¿Cuáles son las tres categorías principales de seguro médico?
Los tres catálogos principales de seguros médicos se refieren al catálogo estándar de medicamentos básicos del seguro médico, artículos de diagnóstico y tratamiento e instalaciones de servicios.
Los fondos del seguro médico son limitados y no pueden cubrir todas las necesidades médicas. Con el fin de garantizar las necesidades médicas y de medicamentos básicos de los asegurados, controlar razonablemente los gastos médicos y estandarizar la gestión de los medicamentos, el diagnóstico y el tratamiento del seguro médico básico. y garantizar el seguro médico básico para el buen funcionamiento del sistema de seguro médico, el departamento de seguridad médica estipula el alcance del reembolso del seguro médico básico para medicamentos, artículos de diagnóstico y tratamiento e instalaciones de servicios médicos, comúnmente conocidos como los "tres catálogos". "

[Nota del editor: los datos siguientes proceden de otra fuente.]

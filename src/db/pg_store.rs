use chrono::{DateTime, Utc};
use sqlx::{PgPool, Postgres, Transaction};
use uuid::Uuid;

use super::store::Store;
use crate::{
    error::{AppError, AppResult},
    models::{
        InsertOutcome, ListItem, MediaType, MovieList, NewListItem, NewReview, NewWatchlistEntry,
        Rating, Review, TitleRef, WatchlistEntry,
    },
    services::ranking::{RankEdit, RankedList},
};

/// SQLSTATE for unique_violation
const UNIQUE_VIOLATION: &str = "23505";

fn is_unique_violation(err: &sqlx::Error) -> bool {
    err.as_database_error()
        .and_then(|db| db.code())
        .is_some_and(|code| code == UNIQUE_VIOLATION)
}

fn tmdb_id_to_db(tmdb_id: u64) -> AppResult<i64> {
    i64::try_from(tmdb_id)
        .map_err(|_| AppError::InvalidInput(format!("TMDB id {} is out of range", tmdb_id)))
}

fn tmdb_id_from_db(tmdb_id: i64) -> AppResult<u64> {
    u64::try_from(tmdb_id)
        .map_err(|_| AppError::Internal(format!("Negative TMDB id {} in database", tmdb_id)))
}

#[derive(sqlx::FromRow)]
struct WatchlistRow {
    id: Uuid,
    user_id: Uuid,
    media_type: String,
    tmdb_id: i64,
    title: String,
    poster_path: Option<String>,
    created_at: DateTime<Utc>,
}

impl TryFrom<WatchlistRow> for WatchlistEntry {
    type Error = AppError;

    fn try_from(row: WatchlistRow) -> Result<Self, Self::Error> {
        Ok(WatchlistEntry {
            id: row.id,
            user_id: row.user_id,
            media_type: row.media_type.parse()?,
            tmdb_id: tmdb_id_from_db(row.tmdb_id)?,
            title: row.title,
            poster_path: row.poster_path,
            created_at: row.created_at,
        })
    }
}

#[derive(sqlx::FromRow)]
struct ReviewRow {
    id: Uuid,
    user_id: Uuid,
    media_type: String,
    tmdb_id: i64,
    title: String,
    poster_path: Option<String>,
    rating: i32,
    body: String,
    author_name: String,
    created_at: DateTime<Utc>,
}

impl TryFrom<ReviewRow> for Review {
    type Error = AppError;

    fn try_from(row: ReviewRow) -> Result<Self, Self::Error> {
        Ok(Review {
            id: row.id,
            user_id: row.user_id,
            media_type: row.media_type.parse()?,
            tmdb_id: tmdb_id_from_db(row.tmdb_id)?,
            title: row.title,
            poster_path: row.poster_path,
            rating: Rating::try_from(row.rating)?,
            body: row.body,
            author_name: row.author_name,
            created_at: row.created_at,
        })
    }
}

#[derive(sqlx::FromRow)]
struct MovieListRow {
    id: Uuid,
    owner_id: Uuid,
    name: String,
    created_at: DateTime<Utc>,
}

impl From<MovieListRow> for MovieList {
    fn from(row: MovieListRow) -> Self {
        MovieList {
            id: row.id,
            owner_id: row.owner_id,
            name: row.name,
            created_at: row.created_at,
        }
    }
}

#[derive(sqlx::FromRow)]
struct ListItemRow {
    id: Uuid,
    list_id: Uuid,
    media_type: String,
    tmdb_id: i64,
    title: String,
    poster_url: Option<String>,
    rank: i32,
    created_at: DateTime<Utc>,
}

impl TryFrom<ListItemRow> for ListItem {
    type Error = AppError;

    fn try_from(row: ListItemRow) -> Result<Self, Self::Error> {
        Ok(ListItem {
            id: row.id,
            list_id: row.list_id,
            media_type: row.media_type.parse::<MediaType>()?,
            tmdb_id: tmdb_id_from_db(row.tmdb_id)?,
            title: row.title,
            poster_url: row.poster_url,
            rank: row.rank,
            created_at: row.created_at,
        })
    }
}

fn convert_rows<R, T>(rows: Vec<R>) -> AppResult<Vec<T>>
where
    T: TryFrom<R, Error = AppError>,
{
    rows.into_iter().map(T::try_from).collect()
}

/// PostgreSQL-backed [`Store`]
#[derive(Clone)]
pub struct PgStore {
    pool: PgPool,
}

impl PgStore {
    pub fn new(pool: PgPool) -> Self {
        Self { pool }
    }

    /// Locks the owner's list row for the rest of the transaction
    async fn lock_list(
        tx: &mut Transaction<'_, Postgres>,
        owner_id: Uuid,
        list_id: Uuid,
    ) -> AppResult<()> {
        let locked: Option<Uuid> = sqlx::query_scalar(
            "SELECT id FROM movie_lists WHERE id = $1 AND owner_id = $2 FOR UPDATE",
        )
        .bind(list_id)
        .bind(owner_id)
        .fetch_optional(&mut **tx)
        .await?;

        locked
            .map(|_| ())
            .ok_or_else(|| AppError::NotFound(format!("List {} not found", list_id)))
    }

    async fn load_items(
        tx: &mut Transaction<'_, Postgres>,
        list_id: Uuid,
    ) -> AppResult<RankedList> {
        let rows: Vec<ListItemRow> = sqlx::query_as(
            r#"
            SELECT id, list_id, media_type, tmdb_id, title, poster_url, rank, created_at
            FROM movie_list_items
            WHERE list_id = $1
            ORDER BY rank, created_at
            "#,
        )
        .bind(list_id)
        .fetch_all(&mut **tx)
        .await?;

        Ok(RankedList::new(list_id, convert_rows(rows)?))
    }
}

#[async_trait::async_trait]
impl Store for PgStore {
    async fn watchlist(&self, user_id: Uuid) -> AppResult<Vec<WatchlistEntry>> {
        let rows: Vec<WatchlistRow> = sqlx::query_as(
            r#"
            SELECT id, user_id, media_type, tmdb_id, title, poster_path, created_at
            FROM watchlist_entries
            WHERE user_id = $1
            ORDER BY created_at DESC
            "#,
        )
        .bind(user_id)
        .fetch_all(&self.pool)
        .await?;

        convert_rows(rows)
    }

    async fn is_in_watchlist(&self, user_id: Uuid, title: TitleRef) -> AppResult<bool> {
        let exists: bool = sqlx::query_scalar(
            r#"
            SELECT EXISTS (
                SELECT 1 FROM watchlist_entries
                WHERE user_id = $1 AND media_type = $2 AND tmdb_id = $3
            )
            "#,
        )
        .bind(user_id)
        .bind(title.media_type.as_str())
        .bind(tmdb_id_to_db(title.tmdb_id)?)
        .fetch_one(&self.pool)
        .await?;

        Ok(exists)
    }

    async fn add_to_watchlist(
        &self,
        entry: NewWatchlistEntry,
    ) -> AppResult<InsertOutcome<WatchlistEntry>> {
        let result = sqlx::query_as::<_, WatchlistRow>(
            r#"
            INSERT INTO watchlist_entries (id, user_id, media_type, tmdb_id, title, poster_path)
            VALUES ($1, $2, $3, $4, $5, $6)
            RETURNING id, user_id, media_type, tmdb_id, title, poster_path, created_at
            "#,
        )
        .bind(Uuid::new_v4())
        .bind(entry.user_id)
        .bind(entry.title.media_type.as_str())
        .bind(tmdb_id_to_db(entry.title.tmdb_id)?)
        .bind(&entry.name)
        .bind(&entry.poster_path)
        .fetch_one(&self.pool)
        .await;

        match result {
            Ok(row) => Ok(InsertOutcome::Created(row.try_into()?)),
            Err(e) if is_unique_violation(&e) => {
                tracing::debug!(user_id = %entry.user_id, title = %entry.title, "Watchlist entry already exists");
                Ok(InsertOutcome::AlreadyExists)
            }
            Err(e) => Err(e.into()),
        }
    }

    async fn remove_from_watchlist(&self, user_id: Uuid, title: TitleRef) -> AppResult<bool> {
        let result = sqlx::query(
            "DELETE FROM watchlist_entries WHERE user_id = $1 AND media_type = $2 AND tmdb_id = $3",
        )
        .bind(user_id)
        .bind(title.media_type.as_str())
        .bind(tmdb_id_to_db(title.tmdb_id)?)
        .execute(&self.pool)
        .await?;

        Ok(result.rows_affected() > 0)
    }

    async fn reviews_for_title(&self, title: TitleRef) -> AppResult<Vec<Review>> {
        let rows: Vec<ReviewRow> = sqlx::query_as(
            r#"
            SELECT id, user_id, media_type, tmdb_id, title, poster_path, rating, body, author_name, created_at
            FROM reviews
            WHERE media_type = $1 AND tmdb_id = $2
            ORDER BY created_at DESC
            "#,
        )
        .bind(title.media_type.as_str())
        .bind(tmdb_id_to_db(title.tmdb_id)?)
        .fetch_all(&self.pool)
        .await?;

        convert_rows(rows)
    }

    async fn reviews_by_user(&self, user_id: Uuid) -> AppResult<Vec<Review>> {
        let rows: Vec<ReviewRow> = sqlx::query_as(
            r#"
            SELECT id, user_id, media_type, tmdb_id, title, poster_path, rating, body, author_name, created_at
            FROM reviews
            WHERE user_id = $1
            ORDER BY created_at DESC
            "#,
        )
        .bind(user_id)
        .fetch_all(&self.pool)
        .await?;

        convert_rows(rows)
    }

    async fn add_review(&self, review: NewReview) -> AppResult<InsertOutcome<Review>> {
        let result = sqlx::query_as::<_, ReviewRow>(
            r#"
            INSERT INTO reviews (id, user_id, media_type, tmdb_id, title, poster_path, rating, body, author_name)
            VALUES ($1, $2, $3, $4, $5, $6, $7, $8, $9)
            RETURNING id, user_id, media_type, tmdb_id, title, poster_path, rating, body, author_name, created_at
            "#,
        )
        .bind(Uuid::new_v4())
        .bind(review.user_id)
        .bind(review.title.media_type.as_str())
        .bind(tmdb_id_to_db(review.title.tmdb_id)?)
        .bind(&review.name)
        .bind(&review.poster_path)
        .bind(i32::from(review.rating))
        .bind(&review.body)
        .bind(&review.author_name)
        .fetch_one(&self.pool)
        .await;

        match result {
            Ok(row) => Ok(InsertOutcome::Created(row.try_into()?)),
            Err(e) if is_unique_violation(&e) => Ok(InsertOutcome::AlreadyExists),
            Err(e) => Err(e.into()),
        }
    }

    async fn delete_review(&self, user_id: Uuid, title: TitleRef) -> AppResult<bool> {
        let result = sqlx::query(
            "DELETE FROM reviews WHERE user_id = $1 AND media_type = $2 AND tmdb_id = $3",
        )
        .bind(user_id)
        .bind(title.media_type.as_str())
        .bind(tmdb_id_to_db(title.tmdb_id)?)
        .execute(&self.pool)
        .await?;

        Ok(result.rows_affected() > 0)
    }

    async fn lists(&self, owner_id: Uuid) -> AppResult<Vec<MovieList>> {
        let rows: Vec<MovieListRow> = sqlx::query_as(
            r#"
            SELECT id, owner_id, name, created_at
            FROM movie_lists
            WHERE owner_id = $1
            ORDER BY created_at DESC
            "#,
        )
        .bind(owner_id)
        .fetch_all(&self.pool)
        .await?;

        Ok(rows.into_iter().map(MovieList::from).collect())
    }

    async fn list(&self, owner_id: Uuid, list_id: Uuid) -> AppResult<Option<MovieList>> {
        let row: Option<MovieListRow> = sqlx::query_as(
            "SELECT id, owner_id, name, created_at FROM movie_lists WHERE id = $1 AND owner_id = $2",
        )
        .bind(list_id)
        .bind(owner_id)
        .fetch_optional(&self.pool)
        .await?;

        Ok(row.map(MovieList::from))
    }

    async fn create_list(&self, owner_id: Uuid, name: String) -> AppResult<MovieList> {
        let row: MovieListRow = sqlx::query_as(
            r#"
            INSERT INTO movie_lists (id, owner_id, name)
            VALUES ($1, $2, $3)
            RETURNING id, owner_id, name, created_at
            "#,
        )
        .bind(Uuid::new_v4())
        .bind(owner_id)
        .bind(&name)
        .fetch_one(&self.pool)
        .await?;

        Ok(row.into())
    }

    async fn delete_list(&self, owner_id: Uuid, list_id: Uuid) -> AppResult<bool> {
        let result = sqlx::query("DELETE FROM movie_lists WHERE id = $1 AND owner_id = $2")
            .bind(list_id)
            .bind(owner_id)
            .execute(&self.pool)
            .await?;

        Ok(result.rows_affected() > 0)
    }

    async fn list_items(&self, owner_id: Uuid, list_id: Uuid) -> AppResult<RankedList> {
        let rows: Vec<ListItemRow> = sqlx::query_as(
            r#"
            SELECT i.id, i.list_id, i.media_type, i.tmdb_id, i.title, i.poster_url, i.rank, i.created_at
            FROM movie_list_items i
            JOIN movie_lists l ON l.id = i.list_id
            WHERE i.list_id = $1 AND l.owner_id = $2
            ORDER BY i.rank, i.created_at
            "#,
        )
        .bind(list_id)
        .bind(owner_id)
        .fetch_all(&self.pool)
        .await?;

        Ok(RankedList::new(list_id, convert_rows(rows)?))
    }

    async fn append_list_item(
        &self,
        owner_id: Uuid,
        list_id: Uuid,
        item: NewListItem,
    ) -> AppResult<InsertOutcome<ListItem>> {
        let mut tx = self.pool.begin().await?;
        Self::lock_list(&mut tx, owner_id, list_id).await?;

        let mut ranked = Self::load_items(&mut tx, list_id).await?;
        if ranked.contains(item.title) {
            return Ok(InsertOutcome::AlreadyExists);
        }
        let appended = ranked.append(item);

        let result = sqlx::query_as::<_, ListItemRow>(
            r#"
            INSERT INTO movie_list_items (id, list_id, media_type, tmdb_id, title, poster_url, rank, created_at)
            VALUES ($1, $2, $3, $4, $5, $6, $7, $8)
            RETURNING id, list_id, media_type, tmdb_id, title, poster_url, rank, created_at
            "#,
        )
        .bind(appended.id)
        .bind(list_id)
        .bind(appended.media_type.as_str())
        .bind(tmdb_id_to_db(appended.tmdb_id)?)
        .bind(&appended.title)
        .bind(&appended.poster_url)
        .bind(appended.rank)
        .bind(appended.created_at)
        .fetch_one(&mut *tx)
        .await;

        let row = match result {
            Ok(row) => row,
            Err(e) if is_unique_violation(&e) => return Ok(InsertOutcome::AlreadyExists),
            Err(e) => return Err(e.into()),
        };

        tx.commit().await?;
        tracing::info!(list_id = %list_id, rank = row.rank, "Appended list item");
        Ok(InsertOutcome::Created(row.try_into()?))
    }

    async fn remove_list_item(
        &self,
        owner_id: Uuid,
        list_id: Uuid,
        item_id: Uuid,
    ) -> AppResult<bool> {
        let result = sqlx::query(
            r#"
            DELETE FROM movie_list_items i
            USING movie_lists l
            WHERE i.id = $1 AND i.list_id = $2 AND l.id = i.list_id AND l.owner_id = $3
            "#,
        )
        .bind(item_id)
        .bind(list_id)
        .bind(owner_id)
        .execute(&self.pool)
        .await?;

        Ok(result.rows_affected() > 0)
    }

    async fn reorder_list_items(
        &self,
        owner_id: Uuid,
        list_id: Uuid,
        edit: RankEdit,
    ) -> AppResult<RankedList> {
        let mut tx = self.pool.begin().await?;
        Self::lock_list(&mut tx, owner_id, list_id).await?;

        let mut ranked = Self::load_items(&mut tx, list_id).await?;
        let changes = edit.apply(&mut ranked)?;

        if !changes.is_empty() {
            let ids: Vec<Uuid> = changes.iter().map(|c| c.item_id).collect();
            let ranks: Vec<i32> = changes.iter().map(|c| c.rank).collect();

            sqlx::query(
                r#"
                UPDATE movie_list_items
                SET rank = u.rank
                FROM UNNEST($1::uuid[], $2::int[]) AS u(id, rank)
                WHERE movie_list_items.id = u.id AND movie_list_items.list_id = $3
                "#,
            )
            .bind(&ids)
            .bind(&ranks)
            .bind(list_id)
            .execute(&mut *tx)
            .await?;
        }

        tx.commit().await?;
        tracing::info!(list_id = %list_id, changed = changes.len(), "Reordered list");
        Ok(ranked)
    }
}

El seguro médico se refiere al seguro médico social. Es un sistema de seguro social para que el Estado y la sociedad proporcionen a los trabajadores las necesidades médicas básicas cuando enferman de conformidad con las leyes y reglamentos.

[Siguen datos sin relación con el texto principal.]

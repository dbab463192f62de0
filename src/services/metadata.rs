//! Movie and TV metadata provider abstraction
//!
//! Screens only ever read metadata, so the provider is a read-only trait. The
//! TMDB implementation lives in [`crate::services::tmdb`]; tests substitute
//! in-memory fakes.

use crate::{
    error::AppResult,
    models::{Credits, MediaType, Page, Title, TitleDetails, TitleRef},
};

#[cfg_attr(test, mockall::automock)]
#[async_trait::async_trait]
pub trait MetadataProvider: Send + Sync {
    /// Searches movies, tv shows and people; people are filtered out
    async fn search_multi(&self, query: &str) -> AppResult<Vec<Title>>;

    /// Searches movies only, used when adding to a list
    async fn search_movies(&self, query: &str) -> AppResult<Vec<Title>>;

    /// Weekly trending titles; `None` mixes movies and tv
    async fn trending(&self, scope: Option<MediaType>) -> AppResult<Vec<Title>>;

    /// One page of the top-rated listing, `page >= 1`
    async fn top_rated(&self, media_type: MediaType, page: u32) -> AppResult<Page<Title>>;

    async fn details(&self, title: TitleRef) -> AppResult<TitleDetails>;

    async fn credits(&self, title: TitleRef) -> AppResult<Credits>;

    /// Provider name for logging
    fn name(&self) -> &'static str;
}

El seguro médico social es un sistema de seguro social establecido por el Estado y la sociedad de acuerdo con determinadas leyes y reglamentos para proporcionar a los trabajadores dentro de la cobertura las necesidades médicas básicas cuando enferman.

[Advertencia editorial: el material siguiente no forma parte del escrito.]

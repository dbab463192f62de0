use chrono::{DateTime, NaiveDate, Utc};
use serde::Serialize;
use uuid::Uuid;

use super::{format_vote, NOT_AVAILABLE};
use crate::models::{poster_url, Credits, MediaType, Review, TitleDetails};

const TOP_CAST: usize = 8;
const PRODUCERS: usize = 3;

/// What the watchlist button does for this viewer
#[derive(Debug, Clone, Copy, Serialize, PartialEq, Eq)]
#[serde(rename_all = "snake_case")]
pub enum WatchlistAction {
    Add,
    Remove,
    SignIn,
}

#[derive(Debug, Clone, Copy, Serialize, PartialEq, Eq)]
#[serde(rename_all = "snake_case")]
pub enum ReviewAction {
    Write,
    AlreadyReviewed,
    SignIn,
}

/// The signed-in viewer's relation to the title
#[derive(Debug, Clone, Copy, PartialEq, Eq)]
pub struct Viewer {
    pub user_id: Uuid,
    pub in_watchlist: bool,
}

/// Everything fetched for one detail screen
#[derive(Debug, Clone)]
pub struct TitleContext {
    pub details: TitleDetails,
    /// `Err` carries the message shown in place of the credits panel
    pub credits: Result<Credits, String>,
    pub reviews: Vec<Review>,
    pub viewer: Option<Viewer>,
}

#[derive(Debug, Clone, Serialize, PartialEq)]
pub struct PersonView {
    pub name: String,
    pub role: Option<String>,
    pub profile_url: Option<String>,
}

#[derive(Debug, Clone, Serialize, PartialEq)]
pub struct CreditsView {
    pub director: Option<String>,
    pub writers: Vec<String>,
    pub producers: Vec<String>,
    pub cast: Vec<PersonView>,
}

#[derive(Debug, Clone, Serialize, PartialEq)]
pub struct ReviewView {
    pub author: String,
    pub rating: u8,
    pub body: String,
    pub created_at: DateTime<Utc>,
    pub mine: bool,
}

#[derive(Debug, Clone, Serialize, PartialEq)]
pub struct TitleView {
    pub id: u64,
    pub media_type: MediaType,
    pub title: String,
    pub tagline: Option<String>,
    pub overview: Option<String>,
    pub poster_url: Option<String>,
    pub release_date: String,
    pub runtime: String,
    pub rating: String,
    pub vote_count: Option<u32>,
    pub genres: Vec<String>,
    pub status: Option<String>,
    pub languages: Vec<String>,
    pub production_companies: Vec<String>,
    pub seasons: Option<u32>,
    pub episodes: Option<u32>,
    pub credits: Option<CreditsView>,
    pub credits_error: Option<String>,
    pub reviews: Vec<ReviewView>,
    pub watchlist_action: WatchlistAction,
    pub review_action: ReviewAction,
}

/// `148` becomes `2h 28m`
pub fn format_runtime(minutes: Option<u32>) -> String {
    match minutes {
        Some(m) if m > 0 => format!("{}h {}m", m / 60, m % 60),
        _ => NOT_AVAILABLE.to_string(),
    }
}

/// `2010-07-16` becomes `July 16, 2010`
pub fn format_release_date(date: Option<NaiveDate>) -> String {
    match date {
        Some(d) => d.format("%B %-d, %Y").to_string(),
        None => NOT_AVAILABLE.to_string(),
    }
}

fn credits_view(credits: &Credits) -> CreditsView {
    CreditsView {
        director: credits.director().map(|c| c.name.clone()),
        writers: credits.writers().into_iter().map(|c| c.name.clone()).collect(),
        producers: credits
            .producers(PRODUCERS)
            .into_iter()
            .map(|c| c.name.clone())
            .collect(),
        cast: credits
            .top_cast(TOP_CAST)
            .into_iter()
            .map(|c| PersonView {
                name: c.name.clone(),
                role: c.character.clone(),
                profile_url: c.profile_path.as_deref().map(poster_url),
            })
            .collect(),
    }
}

pub fn title_view(ctx: &TitleContext) -> TitleView {
    let details = &ctx.details;
    let viewer_id = ctx.viewer.map(|v| v.user_id);

    let watchlist_action = match ctx.viewer {
        None => WatchlistAction::SignIn,
        Some(Viewer {
            in_watchlist: true, ..
        }) => WatchlistAction::Remove,
        Some(_) => WatchlistAction::Add,
    };

    let review_action = match viewer_id {
        None => ReviewAction::SignIn,
        Some(id) if ctx.reviews.iter().any(|r| r.user_id == id) => ReviewAction::AlreadyReviewed,
        Some(_) => ReviewAction::Write,
    };

    let (credits, credits_error) = match &ctx.credits {
        Ok(credits) => (Some(credits_view(credits)), None),
        Err(message) => (None, Some(message.clone())),
    };

    TitleView {
        id: details.id,
        media_type: details.media_type,
        title: details.title.clone(),
        tagline: details.tagline.clone(),
        overview: details.overview.clone(),
        poster_url: details.poster_path.as_deref().map(poster_url),
        release_date: format_release_date(details.release_date),
        runtime: format_runtime(details.runtime_minutes),
        rating: format_vote(details.vote_average),
        vote_count: details.vote_count,
        genres: details.genres.clone(),
        status: details.status.clone(),
        languages: details.spoken_languages.clone(),
        production_companies: details.production_companies.clone(),
        seasons: details.number_of_seasons,
        episodes: details.number_of_episodes,
        credits,
        credits_error,
        reviews: ctx
            .reviews
            .iter()
            .map(|r| ReviewView {
                author: r.author_name.clone(),
                rating: r.rating.value(),
                body: r.body.clone(),
                created_at: r.created_at,
                mine: Some(r.user_id) == viewer_id,
            })
            .collect(),
        watchlist_action,
        review_action,
    }
}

El seguro médico tiene las características de "bajo nivel y amplia cobertura". El pago se basa en el costo que la gran mayoría de las unidades e individuos de bajo nivel pueden pagar. Cubre ampliamente a todas las unidades y empleados. ciudades y pueblos, y empleados de diferentes tipos de unidades. Toda persona tiene derecho a un seguro médico básico. Una vez que el asegurado complete el período de pago, podrá disfrutarlo de por vida. En segundo lugar, el seguro médico básico tiene las características de "ambas partes asumen la responsabilidad e integra las cuentas" y se basa en el principio de "determinar los gastos en función de los ingresos y equilibrar los ingresos y los gastos";
El sistema de seguro médico básico de China implementa un modelo que combina fondos sociales y cuentas personales. En principio, los fondos del seguro médico básico se coordinan a nivel de prefectura y municipio. El seguro médico básico cubre a todos los empleadores urbanos y a sus empleados; todas las empresas, organismos administrativos estatales, instituciones y otras unidades y sus empleados deben cumplir con su obligación de pagar las primas del seguro médico básico. En la actualidad, la tasa de contribución del empleador es aproximadamente el 6% del salario total y la tasa de contribución individual es del 2% del salario individual. Parte de las primas del seguro médico básico pagadas por la unidad se utiliza para establecer un fondo colectivo y otra parte se transfiere a la cuenta personal; las primas del seguro médico básico pagadas por los individuos se incluyen en la cuenta personal. El fondo común general y las cuentas individuales tienen diferentes responsabilidades para el pago de gastos médicos, respectivamente. El fondo general se utiliza principalmente para pagar la hospitalización y el tratamiento ambulatorio de algunas enfermedades crónicas. El fondo general tiene un estándar de pago mínimo y un límite de pago máximo. La cuenta personal se utiliza principalmente para pagar los gastos generales de los pacientes ambulatorios.
El artículo 28 de la "Ley de Seguro Social de la República Popular China" cumple con el catálogo básico de medicamentos del seguro médico, los elementos de diagnóstico y tratamiento, los estándares de las instalaciones de servicios médicos y los gastos médicos de emergencia y rescate. la caja del seguro médico.